Patients with suspected acute coronary syndrome in a university hospital emergency department: an observational study.
Research output: Contribution to journal › Article
Background: Improved diagnostics in suspected acute coronary syndrome (ACS) are considered to be needed. To help clarify the current situation and the improvement potential, judged risk in the emergency department (ED) and outcome were analyzed among patients with suspected ACS at a university hospital. Methods: 157 consecutive patients with symptoms of ACS were included at the ED during 10 days. Risk of ACS was estimated in the ED for each patient based on history, physical examination and ECG by assigning them to one of four risk categories; I (obvious myocardial infarction, MI), II (strong suspicion of ACS), III (vague suspicion of ACS), and IV (no suspicion of ACS).
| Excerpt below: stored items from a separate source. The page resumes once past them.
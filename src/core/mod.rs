//! Core data structures for cmpack.
//!
//! - The `Cmpack.toml` manifest and its packaging declaration
//! - The fixed output directory layout
//! - Module records and the fatal error taxonomy

pub mod errors;
pub mod layout;
pub mod manifest;
pub mod module;
pub mod setup;

pub use errors::{BuildPhase, SetupError};
pub use layout::ProjectLayout;
pub use manifest::{CMakeParams, CMakeSection, Manifest, MANIFEST_NAME};
pub use module::{ModuleOrigin, ModuleRecord};
pub use setup::SetupSpec;
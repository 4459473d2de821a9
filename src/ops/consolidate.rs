//! Folding source-tree modules into the install staging tree.
//!
//! The packaging tool knows one directory per package. Once the install
//! tree is picked as that directory, every module that only exists in the
//! source tree has to be copied over and listed in the package data.
//!
//! Planning is pure: [`plan_consolidation`] returns the copies to make and
//! the resulting package data. [`ConsolidationPlan::apply`] performs the
//! copies. Copies already made are not rolled back if a later one fails.

use std::collections::BTreeMap;
use std::path::{Path, PathBuf};

use anyhow::Result;

use crate::core::errors::SetupError;
use crate::core::layout::CMAKE_INSTALL_DIR;
use crate::core::module::{ModuleOrigin, ModuleRecord};
use crate::core::setup::SetupSpec;
use crate::ops::module_finder::ModuleFinder;
use crate::util::fs::{copy_file_with_parents, join_unix, strip_segment_prefix};

/// One module file to copy from the source tree into the install tree.
#[derive(Debug, Clone, PartialEq, Eq)]
pub struct CopyAction {
    pub module: ModuleRecord,
    /// Absolute source file
    pub from: PathBuf,
    /// Absolute destination under the install staging directory
    pub to: PathBuf,
}

/// Copies to perform and the package data once they are done.
#[derive(Debug, Clone, Default, PartialEq, Eq)]
pub struct ConsolidationPlan {
    pub copies: Vec<CopyAction>,
    pub package_data: BTreeMap<String, Vec<String>>,
}

impl ConsolidationPlan {
    /// Nothing to copy.
    pub fn is_empty(&self) -> bool {
        self.copies.is_empty()
    }

    /// Perform the copies in order, reporting each through `on_copy`
    /// together with whether a destination directory had to be created.
    pub fn apply(&self, mut on_copy: impl FnMut(&CopyAction, bool)) -> Result<()> {
        for copy in &self.copies {
            let created_dir = copy_file_with_parents(&copy.from, &copy.to)?;
            on_copy(copy, created_dir);
        }
        Ok(())
    }
}

/// Path of a module file relative to its package directory, as package
/// data lists it.
///
/// Files are stripped of the package directory first and, failing that, of
/// the native source directory plus the package name segments.
/// Standalone modules are not stripped.
pub fn strip_package(
    record: &ModuleRecord,
    package_dir: &str,
    source_dir: &str,
) -> String {
    if record.package.is_empty() {
        return record.file.clone();
    }

    if let Some(rest) = strip_segment_prefix(&record.file, package_dir) {
        return rest.to_string();
    }

    let package_path = join_unix(source_dir, &record.package.replace('.', "/"));
    match strip_segment_prefix(&record.file, &package_path) {
        Some(rest) => rest.to_string(),
        None => record.file.clone(),
    }
}

/// Work out which modules to copy so every package is complete in the
/// install tree.
///
/// `package_data` is the classifier's output; the returned plan carries an
/// updated copy.
pub fn plan_consolidation(
    spec: &SetupSpec,
    project_root: &Path,
    source_dir: &str,
    package_data: &BTreeMap<String, Vec<String>>,
) -> Result<ConsolidationPlan, SetupError> {
    let modules = ModuleFinder::new(spec, project_root).find_all_modules()?;
    Ok(plan_for_modules(spec, project_root, source_dir, package_data, modules))
}

fn plan_for_modules(
    spec: &SetupSpec,
    project_root: &Path,
    source_dir: &str,
    package_data: &BTreeMap<String, Vec<String>>,
    modules: Vec<ModuleRecord>,
) -> ConsolidationPlan {
    let mut plan = ConsolidationPlan {
        copies: Vec::new(),
        package_data: package_data.clone(),
    };

    for module in modules {
        let package_dir = spec.package_directory(&module.package);
        let stripped = strip_package(&module, &package_dir, source_dir);

        let listed = plan
            .package_data
            .get(&module.package)
            .is_some_and(|files| files.contains(&stripped));
        if listed {
            continue;
        }

        match module.origin {
            ModuleOrigin::Source => {
                tracing::debug!("{} is missing from the install tree", module);
                plan.copies.push(CopyAction {
                    from: project_root.join(&module.file),
                    to: project_root.join(CMAKE_INSTALL_DIR).join(&module.file),
                    module: module.clone(),
                });
            }
            ModuleOrigin::Install => {
                tracing::debug!("{} already staged, listing it", module);
            }
        }

        plan.package_data
            .entry(module.package.clone())
            .or_default()
            .push(stripped);
    }

    plan
}
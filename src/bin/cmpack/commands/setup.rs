//! `cmpack [OPTIONS] [SETUP ARGS]...`

use std::sync::Arc;

use anyhow::Result;

use crate::cli::Cli;
use cmpack::ops::{ArgSets, SetupOptions};
use cmpack::util::{GlobalContext, Shell};

pub fn execute(cli: Cli, setup_args: Vec<String>, sets: ArgSets) -> Result<()> {
    let shell = Arc::new(Shell::from_flags(cli.quiet, cli.verbose, cli.color));
    let mut ctx = GlobalContext::new()?;
    ctx.set_verbose(cli.verbose);

    if setup_args.iter().any(|a| a == "--help" || a == "-h") {
        eprintln!("{}", Cli::help_text());
    }

    let opts = SetupOptions {
        build_type: cli.build_type,
        generator: cli.generator,
        jobs: cli.jobs,
        manifest_path: cli.manifest_path,
        emit: cli.emit,
        setup_args,
        cmake_args: sets.cmake,
        build_tool_args: sets.build_tool,
    };

    cmpack::setup(&ctx, &shell, &opts)
}
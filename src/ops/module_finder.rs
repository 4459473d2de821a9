//! Enumerating importable modules across the source tree and the install
//! staging tree.

use std::collections::BTreeSet;
use std::path::{Path, PathBuf};

use crate::core::errors::SetupError;
use crate::core::layout::CMAKE_INSTALL_DIR;
use crate::core::module::{ModuleOrigin, ModuleRecord};
use crate::core::setup::SetupSpec;
use crate::util::fs::join_unix;

/// Finds modules in two trees rooted at the same project.
///
/// A module present in both trees is reported once, as coming from the
/// install tree.
#[derive(Debug)]
pub struct ModuleFinder<'a> {
    spec: &'a SetupSpec,
    source_base: PathBuf,
    install_base: PathBuf,
}

impl<'a> ModuleFinder<'a> {
    /// Finder for the project at `project_root` using the standard
    /// staging directory.
    pub fn new(spec: &'a SetupSpec, project_root: &Path) -> Self {
        ModuleFinder {
            spec,
            source_base: project_root.to_path_buf(),
            install_base: project_root.join(CMAKE_INSTALL_DIR),
        }
    }

    /// Every module of the declared packages followed by the declared
    /// standalone modules.
    pub fn find_all_modules(&self) -> Result<Vec<ModuleRecord>, SetupError> {
        let mut modules = Vec::new();
        for package in &self.spec.packages {
            modules.extend(self.find_package_modules(package)?);
        }
        modules.extend(self.find_standalone_modules());
        Ok(modules)
    }

    /// Top-level `*.py` files of one package directory, merged over both
    /// trees.
    pub fn find_package_modules(&self, package: &str) -> Result<Vec<ModuleRecord>, SetupError> {
        let package_dir = self.spec.package_directory(package);
        let source_dir = self.source_base.join(&package_dir);
        let install_dir = self.install_base.join(&package_dir);

        check_package_dir(package, &source_dir)?;
        check_package_dir(package, &install_dir)?;
        if !source_dir.is_dir() && !install_dir.is_dir() {
            return Err(SetupError::ModuleDiscovery {
                message: format!("package directory '{}' does not exist", package_dir),
            });
        }

        let in_source = python_files(&source_dir)?;
        let in_install = python_files(&install_dir)?;

        if !package.is_empty() && !in_source.contains("__init__") && !in_install.contains("__init__") {
            tracing::warn!(
                "package init file '{}' not found (or not a regular file)",
                join_unix(&package_dir, "__init__.py")
            );
        }

        let modules = in_source
            .union(&in_install)
            .map(|module| {
                let origin = if in_install.contains(module) {
                    ModuleOrigin::Install
                } else {
                    ModuleOrigin::Source
                };
                let file = join_unix(&package_dir, &format!("{}.py", module));
                ModuleRecord::new(package, module.clone(), file, origin)
            })
            .collect();
        Ok(modules)
    }

    /// Declared `py-modules`, each resolved through its package's directory.
    ///
    /// Modules whose file exists in neither tree are skipped with a warning.
    pub fn find_standalone_modules(&self) -> Vec<ModuleRecord> {
        let mut modules = Vec::new();
        for name in &self.spec.py_modules {
            let (package, module) = match name.rsplit_once('.') {
                Some((package, module)) => (package, module),
                None => ("", name.as_str()),
            };

            let file = join_unix(
                &self.spec.package_directory(package),
                &format!("{}.py", module),
            );

            let origin = if self.install_base.join(&file).is_file() {
                ModuleOrigin::Install
            } else if self.source_base.join(&file).is_file() {
                ModuleOrigin::Source
            } else {
                tracing::warn!("file {} (for module {}) not found", file, name);
                continue;
            };

            modules.push(ModuleRecord::new(package, module, file, origin));
        }
        modules
    }
}

fn check_package_dir(package: &str, dir: &Path) -> Result<(), SetupError> {
    if dir.exists() && !dir.is_dir() {
        return Err(SetupError::ModuleDiscovery {
            message: format!(
                "supposed package directory '{}' for package '{}' exists, but is not a directory",
                dir.display(),
                package
            ),
        });
    }
    Ok(())
}

/// Module names of the `*.py` files directly inside `dir`.
fn python_files(dir: &Path) -> Result<BTreeSet<String>, SetupError> {
    let mut names = BTreeSet::new();
    if !dir.is_dir() {
        return Ok(names);
    }

    let entries = std::fs::read_dir(dir).map_err(|e| SetupError::ModuleDiscovery {
        message: format!("failed to list {}: {}", dir.display(), e),
    })?;
    for entry in entries.flatten() {
        let path = entry.path();
        if !path.is_file() || path.extension().and_then(|e| e.to_str()) != Some("py") {
            continue;
        }
        if let Some(stem) = path.file_stem().and_then(|s| s.to_str()) {
            names.insert(stem.to_string());
        }
    }
    Ok(names)
}

#[cfg(test)]
mod tests {
    use super::*;
    use tempfile::TempDir;

    fn touch(path: &Path) {
        std::fs::create_dir_all(path.parent().unwrap()).unwrap();
        std::fs::write(path, "").unwrap();
    }

    #[test]
    fn test_modules_merged_across_trees() {
        let tmp = TempDir::new().unwrap();
        let root = tmp.path();
        touch(&root.join("pkg/__init__.py"));
        touch(&root.join("pkg/shared.py"));
        touch(&root.join("pkg/notes.txt"));
        touch(&root.join("_cmpack/cmake-install/pkg/helper.py"));
        touch(&root.join("_cmpack/cmake-install/pkg/shared.py"));

        let spec = SetupSpec {
            packages: vec!["pkg".to_string()],
            ..Default::default()
        };
        let modules = ModuleFinder::new(&spec, root).find_all_modules().unwrap();

        assert_eq!(
            modules,
            vec![
                ModuleRecord::new("pkg", "__init__", "pkg/__init__.py", ModuleOrigin::Source),
                ModuleRecord::new("pkg", "helper", "pkg/helper.py", ModuleOrigin::Install),
                ModuleRecord::new("pkg", "shared", "pkg/shared.py", ModuleOrigin::Install),
            ]
        );
    }

    #[test]
    fn test_missing_package_dir_is_an_error() {
        let tmp = TempDir::new().unwrap();
        let spec = SetupSpec {
            packages: vec!["ghost".to_string()],
            ..Default::default()
        };

        let err = ModuleFinder::new(&spec, tmp.path()).find_all_modules().unwrap_err();
        assert!(matches!(err, SetupError::ModuleDiscovery { .. }));
        assert!(err.to_string().contains("package directory 'ghost' does not exist"));
    }

    #[test]
    fn test_standalone_modules() {
        let tmp = TempDir::new().unwrap();
        let root = tmp.path();
        touch(&root.join("tool.py"));
        touch(&root.join("_cmpack/cmake-install/top/gen.py"));

        let spec = SetupSpec {
            py_modules: vec!["tool".to_string(), "top.gen".to_string(), "missing".to_string()],
            ..Default::default()
        };
        let modules = ModuleFinder::new(&spec, root).find_standalone_modules();

        assert_eq!(
            modules,
            vec![
                ModuleRecord::new("", "tool", "tool.py", ModuleOrigin::Source),
                ModuleRecord::new("top", "gen", "top/gen.py", ModuleOrigin::Install),
            ]
        );
    }
}
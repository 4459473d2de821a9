//! CMake generator selection.
//!
//! A generator is only accepted after it configured a throwaway project
//! that enables every required language. Candidates are tried strictly in
//! order and the first that works wins.

use std::path::{Path, PathBuf};

use anyhow::Result;

use crate::core::errors::SetupError;
use crate::util::fs::{ensure_dir, remove_dir_all_if_exists, write_string};
use crate::util::process::ProcessBuilder;

/// Generators tried on this host when none is requested.
pub fn default_generators() -> Vec<String> {
    let names: &[&str] = if cfg!(windows) {
        &[
            "Ninja",
            "Visual Studio 17 2022",
            "Visual Studio 16 2019",
            "NMake Makefiles",
            "MinGW Makefiles",
        ]
    } else {
        &["Ninja", "Unix Makefiles"]
    };
    names.iter().map(|s| s.to_string()).collect()
}

/// Contents of the probe project's CMakeLists.txt.
pub fn test_cmakelists(languages: &[String]) -> String {
    let mut contents = String::from("cmake_minimum_required(VERSION 3.5)\n");
    contents.push_str("project(compiler_test NONE)\n");
    for language in languages {
        contents.push_str(&format!("enable_language({})\n", language));
    }
    contents
}

/// Probe project directory, removed when dropped unless kept.
struct TestProject {
    dir: PathBuf,
    keep: bool,
}

impl TestProject {
    fn create(dir: &Path, languages: &[String], keep: bool) -> Result<Self> {
        // Guard first so a failed write still cleans up.
        let project = TestProject {
            dir: dir.to_path_buf(),
            keep,
        };
        write_string(&dir.join("CMakeLists.txt"), &test_cmakelists(languages))?;
        Ok(project)
    }
}

impl Drop for TestProject {
    fn drop(&mut self) {
        if self.keep {
            return;
        }
        if let Err(e) = remove_dir_all_if_exists(&self.dir) {
            tracing::warn!("failed to clean up {}: {:#}", self.dir.display(), e);
        }
    }
}

/// Host-specific generator knowledge plus the probe.
#[derive(Debug, Clone)]
pub struct CMakePlatform {
    cmake: PathBuf,
    default_generators: Vec<String>,
    keep_probe: bool,
    verbose: bool,
}

impl CMakePlatform {
    /// Platform for the current host using the given cmake executable.
    pub fn for_host(cmake: impl Into<PathBuf>) -> Self {
        CMakePlatform {
            cmake: cmake.into(),
            default_generators: default_generators(),
            keep_probe: false,
            verbose: false,
        }
    }

    /// Override the default candidate list.
    pub fn with_default_generators(mut self, generators: Vec<String>) -> Self {
        self.default_generators = generators;
        self
    }

    /// Keep the probe project on disk for debugging.
    pub fn keep_probe(mut self, keep: bool) -> Self {
        self.keep_probe = keep;
        self
    }

    /// Show CMake's output while probing.
    pub fn verbose(mut self, verbose: bool) -> Self {
        self.verbose = verbose;
        self
    }

    /// Default candidates for this platform.
    pub fn default_generators(&self) -> &[String] {
        &self.default_generators
    }

    /// Find a working generator.
    ///
    /// With `requested` set only that generator is tried; otherwise the
    /// platform defaults are tried in order. Returns
    /// [`SetupError::GeneratorSelection`] if none works.
    pub fn best_generator(
        &self,
        requested: Option<&str>,
        languages: &[String],
        probe_dir: &Path,
    ) -> Result<String> {
        let candidates: Vec<String> = match requested {
            Some(generator) => vec![generator.to_string()],
            None => self.default_generators.clone(),
        };

        let _project = TestProject::create(probe_dir, languages, self.keep_probe)?;
        match self.first_working(&candidates, probe_dir)? {
            Some(generator) => Ok(generator),
            None => Err(SetupError::GeneratorSelection { tried: candidates }.into()),
        }
    }

    fn first_working(&self, candidates: &[String], probe_dir: &Path) -> Result<Option<String>> {
        let build_dir = probe_dir.join("build");

        for generator in candidates {
            // Fresh cache for every attempt.
            remove_dir_all_if_exists(&build_dir)?;
            ensure_dir(&build_dir)?;

            tracing::debug!("trying generator `{}`", generator);
            let status = ProcessBuilder::new(&self.cmake)
                .arg("..")
                .arg("-G")
                .arg(generator)
                .cwd(&build_dir)
                .quiet(!self.verbose)
                .stdout_to_stderr(true)
                .status();

            match status {
                Ok(status) if status.success() => {
                    tracing::debug!("using generator `{}`", generator);
                    return Ok(Some(generator.clone()));
                }
                Ok(status) => {
                    tracing::debug!("generator `{}` failed with {:?}", generator, status.code());
                }
                Err(e) => {
                    tracing::debug!("generator `{}` could not run: {:#}", generator, e);
                }
            }
        }

        Ok(None)
    }
}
Results: 4, 17, 29 and 50% of the patients were allocated to risk categories I-IV respectively. 74 patients (47%) were hospitalized but only 19 (26%) had ACS as the discharge diagnose. In risk categories I-IV, ACS rates were 100, 37, 12 and 0%, respectively. Of those admitted without ACS, at least 37% could probably, given perfect ED diagnostics, have been immediately discharged. 83 patients were discharged from the ED, and among them there were no hospitalizations for ACS or cardiac mortality at 6 months. Only about three patients per 24 h were considered eligible for a potential ED chest pain unit. Conclusions: Almost 75% of the patients hospitalized with suspected ACS did not have it, and some 40% of these patients could probably, given perfect immediate diagnostics, have been managed as outpatients. The potential for diagnostic improvement in the ED seems large.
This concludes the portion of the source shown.